Bell remained close to Thatcher during her term in office, calling in for late-night drinks and being seconded to the National Coal Board to advise on presentation during the miners’ strike. The Andrew Carnegie style gruff Scottish-American Coal Board Chair, Sir Ian McGregor, was less tolerant of sycophancy and Bell had little success with him.
Bell Pottinger, the company he had founded and run for 28 years, was closed down in 2017 having been found to have breached ethical principles after an independent inquiry into its business dealings in South Africa. He was also expelled from the UK’s PR organisation. Bell died in 2019.
Bell Pottinger became well-known for its willingness to represent unsavoury charters, regimes and clients they justified on the cab for hire principle.
A Guardian obituary (26 August 2019) said that among its clients were the Pinochet regime, Alexander Lukashenko, the president of Belarus, Asma al-Assad, wife of the Syrian dictator, the Sultan of Brunei and the Sri Lankan government during its war with the Tamils.
Other clients included: “Tory minister David Mellor during his extramarital affair, the businessman Ernest Saunders, convicted of manipulating Guinness shares during a takeover battle, Mohamed Al Fayed, the owner of Harrods, Rebekah Wade, the Murdoch executive during the phone hacking scandal, and Neil Hamilton in his battle with The Guardian over the cash for questions scandal.”
“The agency lobbied on behalf of the Saudi Arabian government during the Serious Fraud Office’s investigation into bribery allegations over the Al Yamamah arms deal, an inquiry that was subsequently dropped.”
The agency did apparently declined to act for Robert Mugabe, but only because he didn’t take their advice.
Bell Pottinger’s collapse was precipitated by its South African subsidiary which ran a campaign for the controversial Indian Gupta brothers, who had business ties to the country’s regime.

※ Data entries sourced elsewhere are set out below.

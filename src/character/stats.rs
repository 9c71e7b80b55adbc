use crate::core::constants::*;
use serde::{Deserialize, Serialize};

/// Precomputed stat bundle read by the battle engine at setup.
#[derive(Debug, Clone, Copy, PartialEq, Serialize, Deserialize)]
#[serde(default)]
pub struct CharacterStats {
    pub attack_power: f64,
    pub spell_power: f64,
    pub haste_percent: f64,
    /// Fraction in `0..=1`.
    pub crit_chance: f64,
    pub crit_multiplier: f64,
    pub strength: u32,
    pub agility: u32,
    pub intellect: u32,
    pub stamina: u32,
}

impl Default for CharacterStats {
    fn default() -> Self {
        Self {
            attack_power: 0.0,
            spell_power: 0.0,
            haste_percent: 0.0,
            crit_chance: 0.0,
            crit_multiplier: BASE_CRIT_MULTIPLIER,
            strength: 0,
            agility: 0,
            intellect: 0,
            stamina: 0,
        }
    }
}

impl CharacterStats {
    /// Derives the combat ratings from primary attributes.
    pub fn from_attributes(strength: u32, agility: u32, intellect: u32, stamina: u32) -> Self {
        Self {
            attack_power: strength as f64 * AP_PER_STRENGTH + agility as f64 * AP_PER_AGILITY,
            spell_power: intellect as f64 * SP_PER_INTELLECT,
            haste_percent: 0.0,
            crit_chance: BASE_CRIT_CHANCE + agility as f64 * CRIT_CHANCE_PER_AGILITY,
            crit_multiplier: BASE_CRIT_MULTIPLIER,
            strength,
            agility,
            intellect,
            stamina,
        }
    }

    /// Stats with equipment bonuses folded in.
    pub fn with_equipment(&self, bonuses: &EquipmentBonuses) -> Self {
        Self {
            attack_power: self.attack_power
                + bonuses.attack_power
                + bonuses.strength as f64 * AP_PER_STRENGTH
                + bonuses.agility as f64 * AP_PER_AGILITY,
            spell_power: self.spell_power
                + bonuses.spell_power
                + bonuses.intellect as f64 * SP_PER_INTELLECT,
            haste_percent: self.haste_percent + bonuses.haste_percent,
            crit_chance: self.crit_chance
                + bonuses.crit_chance
                + bonuses.agility as f64 * CRIT_CHANCE_PER_AGILITY,
            crit_multiplier: self.crit_multiplier + bonuses.crit_multiplier_bonus,
            strength: self.strength + bonuses.strength,
            agility: self.agility + bonuses.agility,
            intellect: self.intellect + bonuses.intellect,
            stamina: self.stamina + bonuses.stamina,
        }
    }

    pub fn with_attack_power(mut self, attack_power: f64) -> Self {
        self.attack_power = attack_power;
        self
    }

    pub fn with_spell_power(mut self, spell_power: f64) -> Self {
        self.spell_power = spell_power;
        self
    }

    pub fn with_haste(mut self, haste_percent: f64) -> Self {
        self.haste_percent = haste_percent;
        self
    }

    pub fn with_crit(mut self, crit_chance: f64, crit_multiplier: f64) -> Self {
        self.crit_chance = crit_chance;
        self.crit_multiplier = crit_multiplier;
        self
    }

    pub fn max_hp(&self) -> u32 {
        BASE_HP + self.stamina * HP_PER_STAMINA
    }

    /// Raw damage of one basic attack swing before crits and mitigation.
    pub fn basic_attack_damage(&self) -> f64 {
        BASE_WEAPON_DAMAGE + self.attack_power * BASIC_ATTACK_AP_COEFFICIENT
    }

    /// 1.0 at zero haste, 1.25 at 25% haste.
    pub fn haste_factor(&self) -> f64 {
        1.0 + self.haste_percent.max(0.0) / 100.0
    }
}

/// Bonuses contributed by equipped items, summed by an external service.
#[derive(Debug, Clone, Copy, PartialEq, Default, Serialize, Deserialize)]
#[serde(default)]
pub struct EquipmentBonuses {
    pub attack_power: f64,
    pub spell_power: f64,
    pub haste_percent: f64,
    pub crit_chance: f64,
    pub crit_multiplier_bonus: f64,
    pub strength: u32,
    pub agility: u32,
    pub intellect: u32,
    pub stamina: u32,
}

/// Looks up equipment bonuses for a character, once per battle setup.
pub trait EquipmentSource {
    fn bonuses_for(&self, character_id: &str) -> EquipmentBonuses;
}

/// A character with nothing equipped.
#[derive(Debug, Clone, Copy, Default)]
pub struct NoEquipment;

impl EquipmentSource for NoEquipment {
    fn bonuses_for(&self, _character_id: &str) -> EquipmentBonuses {
        EquipmentBonuses::default()
    }
}
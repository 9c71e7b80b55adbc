//! Proc-triggered reactions.

pub mod logic;
pub mod types;

pub use logic::ProcEngine;
pub use types::{
    DamageSource, FiredProc, ProcAction, ProcBuffTarget, ProcContext, ProcDefinition,
    ProcTrigger, SourceFilter, BASIC_ATTACK_ID,
};
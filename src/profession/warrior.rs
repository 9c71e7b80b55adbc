use super::{rules, ProfessionModule};
use crate::battle::context::BattleContext;
use crate::buffs::{BuffDefinition, BuffEngine, BuffTarget};
use crate::combat::aoe::AoeParams;
use crate::combat::types::DamageType;
use crate::core::error::ConfigError;
use crate::procs::{ProcBuffTarget, ProcDefinition, ProcEngine, ProcTrigger};
use crate::skills::{ResourcePool, SkillDefinition};

pub const RAGE: &str = "rage";
pub const REND: &str = "rend";
pub const ENRAGE: &str = "enrage";

const RAGE_PER_SWING: f64 = 10.0;
const ENRAGED_RAGE_PER_SWING: f64 = 15.0;
const BERSERKER_RAGE_GAIN: f64 = 20.0;

/// Rage-fuelled melee: builds rage on swings, spends it on strikes and cleaves.
#[derive(Debug, Clone, Copy, Default)]
pub struct Warrior;

impl ProfessionModule for Warrior {
    fn name(&self) -> &str {
        "Warrior"
    }

    fn resources(&self) -> Vec<ResourcePool> {
        vec![ResourcePool::new(RAGE, 100.0).starting_at(0.0)]
    }

    fn register_buff_definitions(&self, buffs: &mut BuffEngine) -> Result<(), ConfigError> {
        rules::register_buffs(
            buffs,
            [
                BuffDefinition::new(REND, 12.0)
                    .damage_over_time(3.0, 8.0, DamageType::Physical)
                    .coefficients(0.15, 0.0)
                    .pandemic(0.3),
                BuffDefinition::new(ENRAGE, 8.0),
            ],
        )
    }

    fn register_proc_definitions(&self, procs: &mut ProcEngine) -> Result<(), ConfigError> {
        rules::register_procs(
            procs,
            [ProcDefinition::apply_buff(
                "enrage_on_crit",
                ProcTrigger::OnCrit,
                1.0,
                ENRAGE,
                ProcBuffTarget::Caster,
            )],
        )
    }

    fn build_skills(&self) -> Vec<SkillDefinition> {
        vec![
            SkillDefinition::new("berserker_rage", 40, 0.0)
                .off_gcd(false)
                .with_cooldown(30.0),
            SkillDefinition::new("mortal_strike", 30, 45.0)
                .with_cost(RAGE, 30.0)
                .with_cooldown(6.0)
                .with_gcd(1.5)
                .with_coefficients(1.0, 0.0),
            SkillDefinition::new("cleave", 20, 25.0)
                .with_cost(RAGE, 20.0)
                .with_cooldown(3.0)
                .with_gcd(1.5)
                .with_coefficients(0.4, 0.0)
                .with_aoe(AoeParams::cleave_full(3)),
            SkillDefinition::new(REND, 10, 0.0)
                .with_cost(RAGE, 10.0)
                .with_cooldown(9.0)
                .with_gcd(1.5),
        ]
    }

    fn on_attack_tick(&self, ctx: &mut BattleContext) {
        rules::on_attack_tick(ctx);
        let gain = if ctx.has_buff(ENRAGE, BuffTarget::Caster) {
            ENRAGED_RAGE_PER_SWING
        } else {
            RAGE_PER_SWING
        };
        ctx.add_resource(RAGE, gain);
    }

    fn on_skill_cast(&self, ctx: &mut BattleContext, skill_id: &str) {
        match skill_id {
            REND => {
                rules::apply_to_primary(ctx, REND);
            }
            "berserker_rage" => {
                ctx.apply_buff(ENRAGE, BuffTarget::Caster);
                ctx.add_resource(RAGE, BERSERKER_RAGE_GAIN);
            }
            _ => rules::on_skill_cast(ctx, skill_id),
        }
    }
}
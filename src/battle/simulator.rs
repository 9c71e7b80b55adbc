//! Entry points for running battles.

use super::live::RunningBattle;
use super::runner::BattleRunner;
use super::types::{BattleConfig, BattleResult};
use crate::core::error::ConfigError;
use crate::profession::ProfessionModule;

pub struct BattleSimulator;

impl BattleSimulator {
    /// Runs one battle with the configured profession until `duration`
    /// simulated seconds pass or the battle ends.
    ///
    /// Identical configs always produce identical segment sequences.
    pub fn run_for_duration(config: &BattleConfig, duration: f64) -> Result<BattleResult, ConfigError> {
        Self::run_with_module(config, config.profession.module(), duration)
    }

    /// Like [`BattleSimulator::run_for_duration`] with an explicitly supplied module.
    pub fn run_with_module(
        config: &BattleConfig,
        module: Box<dyn ProfessionModule>,
        duration: f64,
    ) -> Result<BattleResult, ConfigError> {
        Ok(BattleRunner::new(config, module, duration)?.run())
    }

    /// Builds a battle for step-polling consumers without running it.
    pub fn create_running_battle(
        config: &BattleConfig,
        duration: f64,
    ) -> Result<RunningBattle, ConfigError> {
        let runner = BattleRunner::new(config, config.profession.module(), duration)?;
        Ok(RunningBattle::new(runner))
    }
}
//! Battle orchestration: context, runner and entry points.

pub mod context;
pub mod live;
pub mod runner;
pub mod simulator;
pub mod types;

pub use context::BattleContext;
pub use live::RunningBattle;
pub use runner::BattleRunner;
pub use simulator::BattleSimulator;
pub use types::{Battle, BattleConfig, BattleResult, Termination};
//! Deck coach tests.
//!
//! These tests cover the deck editor end to end:
//! - Average elixir with known, unknown and blank slots
//! - Upgrade priority tiers and the upgrade list
//! - The 8-card gate in front of the analysis service
//! - Randomized decks and the saved-deck library

use lonorix::cards::{Card, ElixirTable, Rarity};
use lonorix::deck::{
    average_elixir, average_elixir_with, find_meta_deck, priority_of, upgrade_priorities,
    DeckLibrary, DeckReadiness, DeckRng, DeckSlots, Priority, DECK_SIZE, INCOMPLETE_DECK_MESSAGE,
    META_DECKS, POPULAR_CARDS,
};
use lonorix::config::AppConfig;
use lonorix::error::Error;
use lonorix::services::coach::{CoachService, DeckAnalysis};
use pretty_assertions::assert_eq;

#[test]
fn test_average_elixir() {
    assert_eq!(average_elixir(&["Knight", "Giant"]), 4.0);
    assert_eq!(average_elixir(&["Skeletons", "Golem"]), 4.5);
    assert_eq!(average_elixir(&["Ice Spirit", "Bats", "Zap", "Log"]), 1.8);
}

/// Unknown names cost 4, blank slots are skipped.
#[test]
fn test_average_elixir_defaults() {
    assert_eq!(average_elixir(&["Mystery Card"]), 4.0);
    assert_eq!(average_elixir(&["Golem", "", "  "]), 8.0);
    assert_eq!(average_elixir(&["", ""]), 0.0);
    assert_eq!(average_elixir::<&str>(&[]), 0.0);
}

#[test]
fn test_average_elixir_custom_table() {
    let mut table = ElixirTable::new();
    table.insert("Mirror", 1);
    assert_eq!(average_elixir_with(&["Mirror", "Anything"], &table), 2.5);
}

#[test]
fn test_meta_deck_averages() {
    let hog = find_meta_deck("hog cycle").unwrap();
    assert_eq!(hog.average_elixir(), 2.9);

    for deck in &META_DECKS {
        assert_eq!(deck.to_slots().readiness(), DeckReadiness::Ready, "{}", deck.name);
    }
}

#[test]
fn test_priority_boundaries() {
    assert_eq!(priority_of(29.999), Priority::High);
    assert_eq!(priority_of(30.0), Priority::Medium);
    assert_eq!(priority_of(69.999), Priority::Medium);
    assert_eq!(priority_of(70.0), Priority::Low);
    assert_eq!(priority_of(100.0), Priority::Low);
}

#[test]
fn test_upgrade_list() {
    let cards: Vec<Card> = (1..=12)
        .map(|level| Card::new(format!("Card {level}"), level, 14, Rarity::Common))
        .collect();

    let list = upgrade_priorities(&cards, 10);
    assert_eq!(list.len(), 10);
    assert_eq!(list[0].card.name, "Card 1");
    assert_eq!(list[0].priority, Priority::High);
    assert_eq!(list[9].card.name, "Card 10");
    assert_eq!(list[9].priority, Priority::Low);

    // 4/14 is 28.6%, 5/14 is 35.7%
    assert_eq!(list[3].priority, Priority::High);
    assert_eq!(list[4].priority, Priority::Medium);
}

#[test]
fn test_upgrade_list_short_collection() {
    let cards = vec![Card::new("Knight", 14, 14, Rarity::Common)];
    let list = upgrade_priorities(&cards, 10);
    assert_eq!(list.len(), 1);
    assert_eq!(list[0].priority, Priority::Low);
}

/// Seven filled slots never reach the analysis service.
#[test]
fn test_gate_blocks_incomplete_deck() {
    let mut deck = META_DECKS[1].to_slots();
    deck.clear_slot(7).unwrap();

    assert_eq!(deck.readiness(), DeckReadiness::Incomplete { filled: 7 });
    assert_eq!(deck.submission(), Err(INCOMPLETE_DECK_MESSAGE));

    let coach = CoachService::from_config(&AppConfig::default().with_openai_api_key("sk"));
    let slots: Vec<&str> = deck.slots().iter().map(String::as_str).collect();
    assert!(matches!(coach.request(&slots), Err(Error::InvalidDeck { filled: 7 })));
}

/// A complete deck is forwarded unmodified, in slot order.
#[test]
fn test_gate_passes_full_deck() {
    let deck = META_DECKS[0].to_slots();
    let names = deck.submission().unwrap();
    assert_eq!(names.len(), DECK_SIZE);
    assert_eq!(names, META_DECKS[0].cards);

    let coach = CoachService::from_config(&AppConfig::default());
    let body = coach.request_body(&names).unwrap();
    let prompt = body["messages"][1]["content"].as_str().unwrap();
    assert!(prompt.ends_with(&META_DECKS[0].cards.join(", ")));
}

#[test]
fn test_randomized_deck() {
    let mut rng = DeckRng::new(2024);
    let deck = DeckSlots::randomized(&POPULAR_CARDS, &mut rng);

    assert!(deck.readiness().is_ready());
    let filled = deck.filled();
    for (i, name) in filled.iter().enumerate() {
        assert!(POPULAR_CARDS.contains(name));
        assert!(!filled[i + 1..].contains(name), "duplicate {name}");
    }
}

#[test]
fn test_fill_slot_randomly() {
    let pool = ["Zap", "Log", "Knight"];
    let mut rng = DeckRng::new(1);
    let mut deck = DeckSlots::from_names(["Zap", "Log"]);

    assert!(deck.fill_slot_randomly(2, &pool, &mut rng).unwrap());
    assert_eq!(deck.get(2), Some("Knight"));

    assert!(!deck.fill_slot_randomly(3, &pool, &mut rng).unwrap());
    assert_eq!(deck.get(3), Some(""));

    assert!(matches!(
        deck.fill_slot_randomly(8, &pool, &mut rng),
        Err(Error::SlotOutOfRange { index: 8 })
    ));
}

#[test]
fn test_library_save_rate_remove() {
    let mut library = DeckLibrary::new();
    let deck = META_DECKS[2].to_slots();

    assert!(matches!(library.save("  ", &deck, None, 0), Err(Error::InvalidDeckName)));

    let first = library.save("Loon", &deck, Some(DeckAnalysis::fallback()), 100).unwrap();
    let second = library.save(" Loon 2 ", &deck, None, 200).unwrap();
    assert_ne!(first, second);
    assert_eq!(library.get(second).unwrap().name, "Loon 2");

    library.rate(first, 9).unwrap();
    assert_eq!(library.get(first).unwrap().rating, Some(5));
    library.rate(first, 0).unwrap();
    assert_eq!(library.get(first).unwrap().rating, Some(1));

    let removed = library.remove(first).unwrap();
    assert_eq!(removed.created_at, 100);
    assert_eq!(library.len(), 1);
    assert!(matches!(library.rate(first, 3), Err(Error::DeckNotFound { .. })));
}

#[test]
fn test_library_history_is_bounded() {
    let mut library = DeckLibrary::with_history_limit(3);
    for i in 0..5 {
        let mut analysis = DeckAnalysis::fallback();
        analysis.strategy = format!("plan {i}");
        library.record_analysis(vec![format!("Card {i}")], analysis);
    }

    let strategies: Vec<_> = library.history().map(|r| r.analysis.strategy.clone()).collect();
    assert_eq!(strategies, ["plan 2", "plan 3", "plan 4"]);
    assert_eq!(library.latest_analysis().unwrap().deck, ["Card 4"]);
}
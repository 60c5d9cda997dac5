//! Global player rankings.

use serde::{Deserialize, Serialize};

use super::{is_success, ApiRequest};
use crate::config::AppConfig;
use crate::error::{Error, Result};

/// One row of the rankings table.
#[derive(Clone, Debug, PartialEq, Eq, Serialize, Deserialize)]
#[serde(rename_all = "camelCase")]
pub struct RankedPlayer {
    pub rank: u32,
    pub name: String,
    pub tag: String,
    pub trophies: u32,
    pub clan: String,
    pub clan_tag: String,
    /// Positions gained since the previous season, negative when dropped.
    pub change: i64,
    pub arena: String,
    pub level: u32,
}

#[derive(Deserialize)]
struct RawRankings {
    items: Vec<RawRankedPlayer>,
}

#[derive(Deserialize)]
#[serde(rename_all = "camelCase")]
struct RawRankedPlayer {
    #[serde(default)]
    name: String,
    #[serde(default)]
    tag: String,
    #[serde(default)]
    trophies: u32,
    #[serde(default)]
    exp_level: u32,
    #[serde(default)]
    previous_rank: Option<i64>,
    #[serde(default)]
    clan: Option<RawNamed>,
    #[serde(default)]
    arena: Option<RawNamed>,
}

#[derive(Deserialize)]
struct RawNamed {
    #[serde(default)]
    name: String,
    #[serde(default)]
    tag: String,
}

impl RawRankedPlayer {
    fn into_ranked(self, rank: u32) -> RankedPlayer {
        let (clan, clan_tag) = match self.clan {
            Some(c) if !c.name.is_empty() => (c.name, c.tag),
            Some(c) => ("No Clan".to_string(), c.tag),
            None => ("No Clan".to_string(), String::new()),
        };
        let arena = self
            .arena
            .map(|a| a.name)
            .filter(|name| !name.is_empty())
            .unwrap_or_else(|| "Unknown Arena".to_string());
        let change = match self.previous_rank {
            Some(previous) if previous != 0 => previous - i64::from(rank),
            _ => 0,
        };

        RankedPlayer {
            rank,
            name: self.name,
            tag: self.tag,
            trophies: self.trophies,
            clan,
            clan_tag,
            change,
            arena,
            level: self.exp_level.max(1),
        }
    }
}

/// Rankings boundary.
#[derive(Clone, Debug)]
pub struct RankingsService {
    api_base: String,
    api_key: Option<String>,
    limit: usize,
}

impl RankingsService {
    #[must_use]
    pub fn from_config(config: &AppConfig) -> Self {
        Self {
            api_base: config.clash_api_base.clone(),
            api_key: config.clash_api_key.clone(),
            limit: config.rankings_limit,
        }
    }

    pub fn request(&self) -> Result<ApiRequest> {
        let key = self
            .api_key
            .as_deref()
            .ok_or(Error::MissingApiKey("CLASH_API_KEY"))?;
        let url = format!("{}/locations/global/rankings/players", self.api_base);
        tracing::debug!(%url, "fetching global rankings");
        Ok(ApiRequest::get(url, key))
    }

    /// Transform the rankings response into the top `limit` rows.
    ///
    /// Every non-2xx status is reported as `Error::Upstream`.
    pub fn handle_response(&self, status: u16, body: &str) -> Result<Vec<RankedPlayer>> {
        if !is_success(status) {
            tracing::error!(status, "rankings API error");
            return Err(Error::Upstream {
                status,
                body: body.to_string(),
            });
        }

        let value: serde_json::Value = serde_json::from_str(body)?;
        if !value.get("items").is_some_and(serde_json::Value::is_array) {
            return Err(Error::MalformedResponse("missing items".to_string()));
        }
        let raw: RawRankings = serde_json::from_value(value)?;

        Ok(raw
            .items
            .into_iter()
            .take(self.limit)
            .zip(1u32..)
            .map(|(player, rank)| player.into_ranked(rank))
            .collect())
    }
}
//! Card records: rarity tiers, owned cards, and elixir costs.
//!
//! ## Key Types
//!
//! - `Rarity`: Closed set of tiers; unknown values normalize to `Common`
//! - `Card`: One owned card (name, level, max level, rarity)
//! - `ElixirTable`: Fixed cost lookup with a default for unknown cards

pub mod card;
pub mod elixir;
pub mod rarity;

pub use card::{Card, CardRecord};
pub use elixir::{ElixirTable, DEFAULT_ELIXIR_COST};
pub use rarity::Rarity;
//! Upgrade priority tiers and the upgrade list.

use serde::{Deserialize, Serialize};

use crate::cards::Card;
use crate::collection::{select_and_order, FilterCriteria};

/// Default length of the upgrade list.
pub const UPGRADE_LIST_LEN: usize = 10;

/// How urgently a card should be upgraded.
#[derive(Clone, Copy, Debug, PartialEq, Eq, Hash, Serialize, Deserialize)]
pub enum Priority {
    High,
    Medium,
    Low,
}

impl Priority {
    #[must_use]
    pub const fn as_str(self) -> &'static str {
        match self {
            Priority::High => "High",
            Priority::Medium => "Medium",
            Priority::Low => "Low",
        }
    }
}

impl std::fmt::Display for Priority {
    fn fmt(&self, f: &mut std::fmt::Formatter<'_>) -> std::fmt::Result {
        f.pad(self.as_str())
    }
}

/// Classify a progress percentage.
///
/// Below 30 is `High`, 30 up to (not including) 70 is `Medium`, the rest
/// is `Low`.
#[must_use]
pub fn priority_of(progress_percent: f64) -> Priority {
    if progress_percent < 30.0 {
        Priority::High
    } else if progress_percent < 70.0 {
        Priority::Medium
    } else {
        Priority::Low
    }
}

/// One row of the upgrade list.
#[derive(Clone, Debug, PartialEq, Serialize, Deserialize)]
pub struct UpgradeEntry {
    pub card: Card,
    /// Progress percentage, unrounded.
    pub progress: f64,
    pub priority: Priority,
}

/// The `limit` cards furthest from completion, each with its priority.
///
/// Uses the default criteria (maxed cards included, no restrictions), so
/// the list only runs short when the collection does.
#[must_use]
pub fn upgrade_priorities(cards: &[Card], limit: usize) -> Vec<UpgradeEntry> {
    select_and_order(cards, &FilterCriteria::default())
        .into_iter()
        .take(limit)
        .map(|card| {
            let progress = card.progress();
            UpgradeEntry {
                priority: priority_of(progress),
                progress,
                card,
            }
        })
        .collect()
}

“The campaign, with its racist attack on ‘white monopoly capital’ opponents, outraged other agency clients……. The crisis deepened when Bell was shown to have sat in on the discussions about taking on the business, sending an enthusiastic email back to London predicting a lucrative deal,” The Guardian said.
As clients deserted Bell Pottinger Bell ditched his colleagues and claimed that he had actually opposed the deal – despite the evidence.
In a bid to manage the crisis he appeared on TV defending himself but with the constant sound of his mobile phone going off during the interview. Hardly what one would expect of a supposed PR guru and his company folded very soon after.
Giving a further flavour of the quality of Bell advice a friend and former colleague recounted a conversation with Bell about Brexit. Bell insisted that Brexit would triumph because young people were anti-Europe.
“I mentioned that young people were all for it and gradually the old buffers would die off and leave the young to help develop the greatest international project ever. He said young people were anti- Europe. I couldn’t think of anything to say to that.”
But then that’s the sort of advice which nets you millions of pounds and even led to Bell bring knighted on the recommendation of Thatcher. He was subsequently appointed to the House of Lords by Tony Blair – someone else who is also no slouch at representing unsavoury regimes.